The Fruitless Quinoa-Grain
The Fruitless Quinoa-grain is a form of music used for entertainment originating in The Lawmaker of Peanuts. The form guides musicians during improvised performances. A chanter recites any composition of The Yellow-Zircon of Canyons. The entire performance is moderately paced. The melody has mid-length phrases throughout the form. Only one pitch is ever played at a time. The music repeats for as long as necessary. It is performed in the ciki rhythm. Throughout, when possible, performers are to glide from note to note and use grace notes.
- The chanter always does the main melody and is to become louder and louder.
- The Fruitless Quinoa-grain has the following structure: an introduction and a passage.
- The introduction should be passionate. The chanter's voice ranges from the middle register to the high register. The passage is performed using the shudash scale.
- The simple passage should be made with skill. The chanter's voice stays in the middle register. The passage is performed using the xathrato scale.
- Scales are constructed from twelve notes spaced evenly throughout the octave. The tonic note is a fixed tone passed from teacher to student.
- The shudash pentatonic scale is thought of as two disjoint chords spanning a perfect fifth and a major third. These chords are named ohural and iquur.
- The ohural trichord is the 1st, the 5th and the 8th degrees of the semitone octave scale.
- The iquur trichord is the 9th, the 12th and the 13th (completing the octave) degrees of the semitone octave scale.
- The xathrato hexatonic scale is thought of as two disjoint chords spanning two perfect fourths.

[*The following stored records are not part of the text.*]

//! Messenger Sync 会话同步引擎
//!
//! 双人聊天客户端的核心：在 REST 持久化存储与 WebSocket 事件通道之间，
//! 保持两个独立连接的客户端的消息投递、会话房间成员关系和已读状态一致。
//!
//! ## 功能模块
//! - 会话存储：单写者模型，快照整体发布（`store`）
//! - 同步组件：房间成员、消息发送、已读同步、当前会话（`sync`）
//! - 传输层：持久化存储 HTTP 客户端、事件通道 WebSocket 客户端（`transport`）
//! - 配置：`<config_dir>/messenger-sync/config.json`，环境变量覆盖地址（`config`）
//! - 凭证：`<data_local_dir>/messenger-sync/session.json`（`storage`）
//! - 日志：tracing + EnvFilter（`logging`）
//!
//! ## 更新日志
//! - 2026-10-16: 从桌面客户端后端拆分为独立同步引擎

pub mod config;
pub mod logging;
pub mod storage;
pub mod store;
pub mod sync;
pub mod transport;

use std::sync::Arc;

use tokio_util::sync::CancellationToken;
use tracing::{error, info};

pub use config::ClientConfig;
pub use store::{Conversation, ConversationStore, Message, StoreState};
pub use sync::{SyncClient, SyncError};

/// 无界面客户端入口
///
/// 读取配置与凭证，连接服务器，加载会话后持续处理服务器事件，直到 Ctrl+C
pub async fn run() -> Result<(), SyncError> {
    let config = config::get_client_config();
    logging::init_logging(&config);
    info!("[App] 启动，持久化存储: {}, 事件通道: {}", config.api_url, config.socket_url);

    let credentials = Arc::new(storage::FileCredentials::open_default()?);
    let cancel = CancellationToken::new();

    let (client, events) = SyncClient::connect(&config, credentials, cancel.clone()).await?;

    if client.bootstrap().await?.is_some() {
        client.load_conversations().await?;
    }

    let mut snapshots = client.store().subscribe();
    tokio::spawn(async move {
        while snapshots.changed().await.is_ok() {
            let total = snapshots.borrow_and_update().total_unread();
            info!("[App] 未读消息总数: {}", total);
        }
    });

    let shutdown = cancel.clone();
    tokio::spawn(async move {
        if let Err(e) = tokio::signal::ctrl_c().await {
            error!("[App] 无法监听退出信号: {}", e);
            return;
        }
        info!("[App] 收到退出信号");
        shutdown.cancel();
    });

    client.run_event_loop(events, cancel).await;
    client.shutdown();
    Ok(())
}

These chords are named pethrebinpu and uthrogumat.
- The pethrebinpu trichord is the 1st, the 4th and the 6th degrees of the semitone octave scale.
- The uthrogumat tetrachord is the 8th, the 9th, the 10th and the 13th (completing the octave) degrees of the semitone octave scale.

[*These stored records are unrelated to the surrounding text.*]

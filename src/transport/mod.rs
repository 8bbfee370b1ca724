//! 传输层模块
//!
//! 同步引擎依赖两种外部通道：
//! - 持久化存储（请求/响应，REST over HTTP）：`DurableStore`，由 `HttpStore` 实现
//! - 事件通道（低延迟推送，WebSocket）：`EventChannel`，由 `EventSocket` 实现
//!
//! 同步组件只依赖这两个 trait，测试时替换为 `mock` 中的记录型实现。
//!
//! ## 模块结构
//!
//! - `protocol`: 事件与请求/响应体定义
//! - `http`: 持久化存储客户端
//! - `socket`: 事件通道客户端

use async_trait::async_trait;
use thiserror::Error;

use crate::store::{Conversation, ConversationId};

pub mod http;
pub mod protocol;
pub mod socket;

pub use http::HttpStore;
pub use protocol::*;
pub use socket::EventSocket;

// ============================================================================
// 错误类型
// ============================================================================

#[derive(Error, Debug)]
pub enum TransportError {
    #[error("请求失败: {0}")]
    Request(#[from] reqwest::Error),

    #[error("服务器返回错误 ({status}): {message}")]
    Status { status: u16, message: String },

    #[error("响应解析失败: {0}")]
    Decode(#[from] serde_json::Error),

    #[error("事件通道错误: {0}")]
    Channel(String),
}

// ============================================================================
// 传输接口
// ============================================================================

/// 持久化存储
#[async_trait]
pub trait DurableStore: Send + Sync {
    /// 获取当前用户的全部会话
    async fn fetch_conversations(&self) -> Result<Vec<Conversation>, TransportError>;

    /// 持久化一条消息；`conversation_id` 为空时服务器创建新会话
    async fn save_message(&self, request: &NewMessageRequest)
    -> Result<SavedMessage, TransportError>;

    /// 将会话标记为已读（服务器端幂等）
    async fn mark_conversation_read(
        &self,
        conversation_id: ConversationId,
    ) -> Result<(), TransportError>;

    /// 获取当前登录用户
    async fn fetch_user(&self) -> Result<CurrentUser, TransportError>;
}

/// 事件通道
///
/// 发送即返回，不等待服务器确认
pub trait EventChannel: Send + Sync {
    fn emit(&self, event: ClientEvent) -> Result<(), TransportError>;
}

// ============================================================================
// 测试替身
// ============================================================================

- The ciki rhythm is made from two patterns: the emsor and the bokem. The patterns are to be played in the same beat, allowing one to repeat before the other is concluded.
- The emsor rhythm is a single line with sixteen beats divided into eight bars in a 2-2-2-2-2-2-2-2 pattern. The beat is stressed as follows:
- | x x | x x | x - | x x | - x | - x | x - | - x |
- where x is a beat, - is silent and | indicates a bar.
- The bokem rhythm is a single line with seven beats. The beat is stressed as follows:
- | - - - - x - - |
- where x is a beat, - is silent and | indicates a bar.